The following content originally appeared in Beverage Innovation issue 130, which you can subscribe to here.
Technology boosts productivity Robotics, vision sensors and greater integration are making the automation of processes throughout the production line increasingly possible for today’s high throughput beverage manufacturers as Beverage Innovation found out.
Michael Fraede, market segment manager consumer goods, KUKA Robotics, spoke with Claire Rowan about the uptake of robots in the beverage sector.
Where is Kuka seeing the greatest uptake of robots?
In industrialised countries, thousands of robots are put into operation along the process chain in the FMCG (Fast Moving Consumer Goods) sector every year. Robot-based automation is also playing an increasingly important role in emerging economies, mainly in the BRIC countries. Cycle times and product weights shift as we move along the supply chain. At the start of the chain, short cycle times and low weight are the norm whereas by the palletising and depalletising stage this has changed to high loads and longer cycle times. No matter what requires palletising – bottles, cans, kegs or barrels, large or small, heavy or light, a single product or a whole layer – in consumer goods production, palletising robots must provide the highest degree of flexibility and strength.
What is driving the uptake of robots?
Thinking globally yet acting locally, an extremely dynamic consumer goods industry coupled with the desire for customisation of everyday products are the current challenges for the industry. Besides technical innovations, the continuing shortage of staff in the industry will also intensify the drive towards automation; and in the medium to long term, human-robot-collaboration and mobile robotics will open up completely new fields of application for a new generation of robots in the context of Industry 4.0.
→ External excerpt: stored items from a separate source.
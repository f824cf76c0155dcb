//! Query resolution
//!
//! Each message runs through a fixed sequence of checks; the first one that
//! decides ends the query:
//!
//! ```text
//! gate -> pattern -> shortcut -> fuzzy -> rate limit -> lookup -> filter
//! ```
//!
//! Every failure is folded into a [`ResolutionOutcome`], so one bad query
//! never affects another.

use crate::context::BotContext;
use crate::error::MessengerError;
use crate::lookup::LookupOutcome;
use crate::platform::Messenger;
use crate::replies;
use crate::types::{QueryEvent, QueryId, ResolutionOutcome, SkipReason};
use once_cell::sync::Lazy;
use regex::Regex;
use std::sync::Arc;
use tracing::Instrument;

static QUERY_PATTERN: Lazy<Regex> =
    Lazy::new(|| Regex::new(r"\(\(([^\]]+)\)\)").expect("query pattern is valid"));

/// Extract the normalized `((term))` from message text
///
/// The captured text is case folded and trimmed. The capture is greedy, so
/// several `((..))` groups in one message form a single term.
#[must_use]
pub fn extract_query(text: &str) -> Option<String> {
    QUERY_PATTERN
        .captures(text)
        .and_then(|caps| caps.get(1))
        .map(|m| m.as_str().to_lowercase().trim().to_string())
}

/// Resolves and answers queries
#[derive(Debug, Clone)]
pub struct Orchestrator {
    context: Arc<BotContext>,
}

impl Orchestrator {
    /// Create orchestrator over a shared context
    #[must_use]
    pub fn new(context: Arc<BotContext>) -> Self {
        Self { context }
    }

    /// Get context
    #[inline]
    #[must_use]
    pub fn context(&self) -> &BotContext {
        &self.context
    }

    /// Why the event is ignored before any parsing, if it is
    #[must_use]
    pub fn gate(&self, event: &QueryEvent) -> Option<SkipReason> {
        if event.is_automated_author {
            return Some(SkipReason::AutomatedAuthor);
        }
        if !self.context.allow_list.contains(&event.channel_id) {
            return Some(SkipReason::ChannelNotAllowed);
        }
        None
    }

    /// Decide the outcome of an event without delivering anything
    pub async fn resolve(&self, event: &QueryEvent) -> ResolutionOutcome {
        if let Some(reason) = self.gate(event) {
            return ResolutionOutcome::Skipped(reason);
        }
        self.resolve_text(&event.identity, &event.text).await
    }

    /// Decide the outcome of message text sent by `identity`
    pub async fn resolve_text(&self, identity: &str, text: &str) -> ResolutionOutcome {
        let Some(query) = extract_query(text) else {
            return ResolutionOutcome::Skipped(SkipReason::NoPattern);
        };
        tracing::info!(%query, "query received");

        if let Some(shortcut) = replies::find_shortcut(&query) {
            tracing::info!(phrase = shortcut.phrase, "shortcut matched");
            return ResolutionOutcome::Shortcut(shortcut);
        }

        let ctx = &self.context;
        match ctx
            .matcher
            .suggestions(&query, &ctx.config.fuzzy.default_sets, &ctx.policy())
        {
            Ok(per_set) => {
                if let Some((set, list)) = per_set.into_iter().find(|(_, s)| !s.is_empty()) {
                    tracing::info!(%set, suggestion = %list, "suggesting close names");
                    return ResolutionOutcome::Suggestion(list);
                }
            }
            Err(e) => {
                tracing::error!(error = %e, "fuzzy check failed");
                return ResolutionOutcome::LookupFailed;
            }
        }

        match ctx.limiter.admit(identity).await {
            Ok(true) => {}
            Ok(false) => {
                return ResolutionOutcome::RateLimited {
                    identity: identity.to_string(),
                }
            }
            Err(e) => {
                tracing::error!(error = %e, "rate limit store failed");
                return ResolutionOutcome::LookupFailed;
            }
        }

        let payload = match ctx.lookup.lookup(&query).await {
            LookupOutcome::Found(payload) => payload,
            LookupOutcome::NotFound => return ResolutionOutcome::LookupNotFound,
            LookupOutcome::Failed(reason) => {
                tracing::error!(%reason, "lookup failed");
                return ResolutionOutcome::LookupFailed;
            }
        };

        let answer = payload.compose();
        if ctx.filter.is_rejected(&answer) {
            return ResolutionOutcome::ContentRejected;
        }
        ResolutionOutcome::Answer(answer)
    }

    /// Resolve an event and deliver the outcome
    ///
    /// # Errors
    /// Returns `MessengerError` if the platform rejects an outbound action.
    /// The outcome has still been decided and counted by then.
    pub async fn handle(
        &self,
        event: &QueryEvent,
        messenger: &dyn Messenger,
    ) -> Result<ResolutionOutcome, MessengerError> {
        let span = tracing::info_span!(
            "query",
            query_id = %QueryId::new(),
            identity = %event.identity,
            channel = %event.channel_id,
        );

        async {
            let outcome = match self.gate(event) {
                Some(reason) => ResolutionOutcome::Skipped(reason),
                None => {
                    let ack = &self.context.config.acknowledge;
                    if ack.includes(&event.identity) {
                        messenger.react(&event.message_id, &ack.emoji).await?;
                    }
                    self.resolve_text(&event.identity, &event.text).await
                }
            };

            metrics::counter!("nonna_outcomes_total", "outcome" => outcome.label()).increment(1);
            tracing::info!(outcome = outcome.label(), "query resolved");

            deliver(event, &outcome, messenger).await?;
            Ok::<_, MessengerError>(outcome)
        }
        .instrument(span)
        .await
    }
}

async fn deliver(
    event: &QueryEvent,
    outcome: &ResolutionOutcome,
    messenger: &dyn Messenger,
) -> Result<(), MessengerError> {
    match outcome {
        ResolutionOutcome::Skipped(_) => Ok(()),
        ResolutionOutcome::Shortcut(shortcut) => {
            messenger.react(&event.message_id, shortcut.emoji).await?;
            messenger
                .send_text(&event.channel_id, shortcut.media_url)
                .await
        }
        ResolutionOutcome::RateLimited { identity } => {
            messenger
                .reply(&event.message_id, &replies::rate_limited(identity))
                .await
        }
        other => match other.reply_text() {
            Some(text) => messenger.send_text(&event.channel_id, &text).await,
            None => Ok(()),
        },
    }
}

#[cfg(test)]
mod tests {
    use super::*;
    use crate::config::{NonnaConfig, PASTA_SET};
    use crate::filter::ContentFilter;
    use crate::lookup::{MockKnowledgeLookup, SummaryPayload};
    use crate::platform::ChannelAllowList;
    use nonna_fuzzy::FuzzyMatcher;
    use nonna_limiter::RateLimiter;
    use nonna_names::CanonicalNameSet;

    fn orchestrator(lookup: MockKnowledgeLookup) -> Orchestrator {
        let config = NonnaConfig::new();
        let matcher = FuzzyMatcher::builder()
            .add(&CanonicalNameSet::new(PASTA_SET, ["Spaghetti", "Penne"]))
            .unwrap()
            .build();
        let context = BotContext::from_parts(
            config.clone(),
            matcher,
            RateLimiter::in_memory(config.rate_limit),
            ContentFilter::new(["pizza"]),
            Arc::new(lookup),
            ChannelAllowList::from_ids(["console"]),
        )
        .unwrap();
        Orchestrator::new(Arc::new(context))
    }

    fn found(extract: &str) -> LookupOutcome {
        LookupOutcome::Found(SummaryPayload {
            extract: Some(extract.to_string()),
            ..SummaryPayload::default()
        })
    }

    #[test]
    fn extract_query_folds_and_trims() {
        assert_eq!(extract_query("hey ((  Penne ))!").as_deref(), Some("penne"));
        assert_eq!(extract_query("no pattern here"), None);
        assert_eq!(extract_query("(( ))").as_deref(), Some(""));
    }

    #[tokio::test]
    async fn no_pattern_is_skipped() {
        let orch = orchestrator(MockKnowledgeLookup::new());
        assert_eq!(
            orch.resolve_text("alice", "just chatting").await,
            ResolutionOutcome::Skipped(SkipReason::NoPattern)
        );
    }

    #[tokio::test]
    async fn exact_member_goes_to_lookup() {
        let mut lookup = MockKnowledgeLookup::new();
        lookup
            .expect_lookup()
            .withf(|term: &str| term == "spaghetti")
            .times(1)
            .returning(|_| found("Long thin pasta."));

        let orch = orchestrator(lookup);
        assert_eq!(
            orch.resolve_text("alice", "((spaghetti))").await,
            ResolutionOutcome::Answer("Long thin pasta.".to_string())
        );
    }

    #[tokio::test]
    async fn close_name_is_suggested_without_lookup() {
        let mut lookup = MockKnowledgeLookup::new();
        lookup.expect_lookup().never();

        let orch = orchestrator(lookup);
        assert_eq!(
            orch.resolve_text("alice", "((spagetti))").await,
            ResolutionOutcome::Suggestion("Spaghetti".to_string())
        );
    }

    #[tokio::test]
    async fn shortcut_wins_before_fuzzy() {
        let mut lookup = MockKnowledgeLookup::new();
        lookup.expect_lookup().never();

        let orch = orchestrator(lookup);
        let outcome = orch.resolve_text("alice", "((Taylor Ham))").await;
        assert!(matches!(outcome, ResolutionOutcome::Shortcut(s) if s.emoji == "🤌"));
    }

    #[tokio::test]
    async fn sixth_request_is_rate_limited() {
        let mut lookup = MockKnowledgeLookup::new();
        lookup
            .expect_lookup()
            .times(5)
            .returning(|_| LookupOutcome::NotFound);

        let orch = orchestrator(lookup);
        for _ in 0..5 {
            assert_eq!(
                orch.resolve_text("alice", "((rigatoni))").await,
                ResolutionOutcome::LookupNotFound
            );
        }
        assert_eq!(
            orch.resolve_text("alice", "((rigatoni))").await,
            ResolutionOutcome::RateLimited {
                identity: "alice".to_string()
            }
        );
    }

    #[tokio::test]
    async fn failed_lookup_and_filtered_answer() {
        let mut lookup = MockKnowledgeLookup::new();
        lookup
            .expect_lookup()
            .withf(|term: &str| term == "ziti")
            .returning(|_| LookupOutcome::Failed("status 500".to_string()));
        lookup
            .expect_lookup()
            .withf(|term: &str| term == "calzone")
            .returning(|_| found("A folded pizza."));

        let orch = orchestrator(lookup);
        assert_eq!(
            orch.resolve_text("alice", "((ziti))").await,
            ResolutionOutcome::LookupFailed
        );
        assert_eq!(
            orch.resolve_text("alice", "((calzone))").await,
            ResolutionOutcome::ContentRejected
        );
    }

    #[tokio::test]
    async fn gate_skips_bots_and_foreign_channels() {
        let orch = orchestrator(MockKnowledgeLookup::new());

        let bot = QueryEvent::new("m1", "robot", "console", "((penne))").automated();
        assert_eq!(
            orch.resolve(&bot).await,
            ResolutionOutcome::Skipped(SkipReason::AutomatedAuthor)
        );

        let elsewhere = QueryEvent::new("m2", "alice", "voice", "((penne))");
        assert_eq!(
            orch.resolve(&elsewhere).await,
            ResolutionOutcome::Skipped(SkipReason::ChannelNotAllowed)
        );
    }
}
How is the use of robots evolving?
The use of industrial robots has increased steadily in recent years. For Kuka’s customers, automation is key to higher productivity and greater cost-effectiveness – not only for big companies, but also for small and medium-sized enterprises. Automation improves product quality, reduces cost-intensive use of materials and minimises the consumption of dwindling energy resources. Robots replace the rigid and expensive special machines that were customary fifteen years ago with highly flexible automation solutions. In the past, industrial robots were used almost exclusively in the automotive sector and in series production. Thanks to the systematic ongoing development of robot and control technology, robots have are now established in many other sectors and for a variety of tasks. Kuka’s palletising robots offer a payload range from six to 1,300kg and are especially designed for palletising and unpalletising tasks. They combine short cycle times and increased throughput with low space requirements and high cost effectiveness, which is critical to the success of an automated solution in the FMCG sector.